### Task
Find every line in the records that holds the string "EngineError". Copy each one.

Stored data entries
//! Build execution engine.
//!
//! `Runner` is the central orchestrator:
//! 1. Resolves the requested target's dependency closure into a plan.
//! 2. Walks the plan strictly in order, one target at a time.
//! 3. Validates required parameters immediately before each target.
//! 4. Evaluates runtime conditions lazily, right before the body would run.
//! 5. Memoizes completed targets so shared dependencies execute once.
//! 6. Halts on the first failure; earlier work is never rolled back.

use std::collections::HashSet;

use chrono::{DateTime, Utc};
use tracing::{error, info, instrument, warn};
use uuid::Uuid;

use targets::{RunConfig, TargetContext};

use crate::{EngineError, TargetRegistry};

// ---------------------------------------------------------------------------
// Run report
// ---------------------------------------------------------------------------

/// What happened to one plan entry.
#[derive(Debug, Clone, Copy, PartialEq, Eq)]
pub enum TargetOutcome {
    /// The body ran to completion.
    Executed,
    /// The runtime condition was false; the body never ran, but the target
    /// counts as complete for its dependents.
    SkippedCondition,
    /// Already completed earlier in this run (two requested targets sharing
    /// a dependency).
    SkippedMemoized,
}

/// The result of a successful run.
///
/// `outcomes` lists every plan entry in the order it was visited, which for
/// shared dependencies is the position fixed by their first occurrence.
#[derive(Debug)]
pub struct RunReport {
    /// ID of this run, also visible to bodies through [`TargetContext`].
    pub run_id: Uuid,
    pub started_at: DateTime<Utc>,
    pub finished_at: DateTime<Utc>,
    /// Per-target outcome in plan order.
    pub outcomes: Vec<(String, TargetOutcome)>,
}

impl RunReport {
    /// Names of targets whose bodies actually ran, in execution order.
    pub fn executed(&self) -> Vec<&str> {
        self.outcomes
            .iter()
            .filter(|(_, o)| *o == TargetOutcome::Executed)
            .map(|(n, _)| n.as_str())
            .collect()
    }

    /// Names of targets skipped by their condition, in plan order.
    pub fn skipped(&self) -> Vec<&str> {
        self.outcomes
            .iter()
            .filter(|(_, o)| *o == TargetOutcome::SkippedCondition)
            .map(|(n, _)| n.as_str())
            .collect()
    }

    fn record(&mut self, name: &str, outcome: TargetOutcome) {
        self.outcomes.push((name.to_owned(), outcome));
    }
}

// ---------------------------------------------------------------------------
// Runner
// ---------------------------------------------------------------------------

/// Stateless orchestrator for build runs.
///
/// Borrows the registry read-only, so one registry can back any number of
/// sequential runs; all per-run bookkeeping lives on the stack of `run` and
/// is discarded when it returns.
pub struct Runner<'r> {
    registry: &'r TargetRegistry,
}

impl<'r> Runner<'r> {
    pub fn new(registry: &'r TargetRegistry) -> Self {
        Self { registry }
    }

    /// Run one target and everything it depends on.
    ///
    /// # Errors
    /// Returns `EngineError` for resolution failures (before any body has
    /// run), missing required parameters, or a failed body. On error the
    /// remainder of the plan is abandoned; completed targets stay completed.
    #[instrument(skip(self, config))]
    pub async fn run(&self, target: &str, config: &RunConfig) -> Result<RunReport, EngineError> {
        self.run_all(&[target], config).await
    }

    /// Run several requested targets in one session, sharing a single
    /// memoization set: a dependency pulled in by two requests executes
    /// once, at its first plan position.
    #[instrument(skip(self, config))]
    pub async fn run_all(
        &self,
        requested: &[&str],
        config: &RunConfig,
    ) -> Result<RunReport, EngineError> {
        // ------------------------------------------------------------------
        // Resolve every plan up front. Any unknown target or cycle aborts
        // here, before a single body has run.
        // ------------------------------------------------------------------
        let mut plan: Vec<String> = Vec::new();
        for name in requested {
            plan.extend(self.registry.resolve_closure(name)?);
        }

        info!(
            "plan resolved — {} entries in order: {:?}",
            plan.len(),
            plan
        );

        let mut report = RunReport {
            run_id: Uuid::new_v4(),
            started_at: Utc::now(),
            finished_at: Utc::now(),
            outcomes: Vec::with_capacity(plan.len()),
        };
        let mut completed: HashSet<String> = HashSet::new();

        // ------------------------------------------------------------------
        // Walk the plan sequentially.
        // ------------------------------------------------------------------
        for name in &plan {
            if completed.contains(name) {
                info!("target '{name}' already completed this run, skipping");
                report.record(name, TargetOutcome::SkippedMemoized);
                continue;
            }

            // Resolution guarantees the lookup succeeds; the error arm keeps
            // the invariant explicit instead of panicking.
            let target = self
                .registry
                .get(name)
                .ok_or_else(|| EngineError::UnknownTarget(name.clone()))?;

            // Required parameters are checked at the target's plan position:
            // everything before it has already run and is not undone.
            for parameter in &target.requirements {
                if !config.is_set(parameter) {
                    warn!("target '{name}' halting run: parameter '{parameter}' is not set");
                    return Err(EngineError::MissingParameter {
                        target: name.clone(),
                        parameter: parameter.clone(),
                    });
                }
            }

            // Conditions are evaluated here and nowhere earlier, so they see
            // the state of the world at the moment the target would run.
            if let Some(condition) = &target.condition {
                if !condition(config) {
                    info!("target '{name}' condition is false, skipping body");
                    completed.insert(name.clone());
                    report.record(name, TargetOutcome::SkippedCondition);
                    continue;
                }
            }

            let ctx = TargetContext {
                run_id: report.run_id,
                target: name.clone(),
                config: config.clone(),
            };

            // Await the body to completion before touching the next entry;
            // two targets never overlap in time.
            match target.body.run(&ctx).await {
                Ok(()) => {
                    info!("target '{name}' succeeded");
                    completed.insert(name.clone());
                    report.record(name, TargetOutcome::Executed);
                }
                Err(cause) => {
                    error!("target '{name}' failed: {cause}");
                    return Err(EngineError::TargetFailed {
                        target: name.clone(),
                        source: cause,
                    });
                }
            }
        }

        report.finished_at = Utc::now();
        info!(
            "run {} finished: {} executed, {} skipped",
            report.run_id,
            report.executed().len(),
            report.skipped().len()
        );

        Ok(report)
    }
}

### The completed task
use crate::{EngineError, TargetRegistry};
    /// Returns `EngineError` for resolution failures (before any body has
    pub async fn run(&self, target: &str, config: &RunConfig) -> Result<RunReport, EngineError> {
    ) -> Result<RunReport, EngineError> {
                .ok_or_else(|| EngineError::UnknownTarget(name.clone()))?;
                    return Err(EngineError::MissingParameter {
                    return Err(EngineError::TargetFailed {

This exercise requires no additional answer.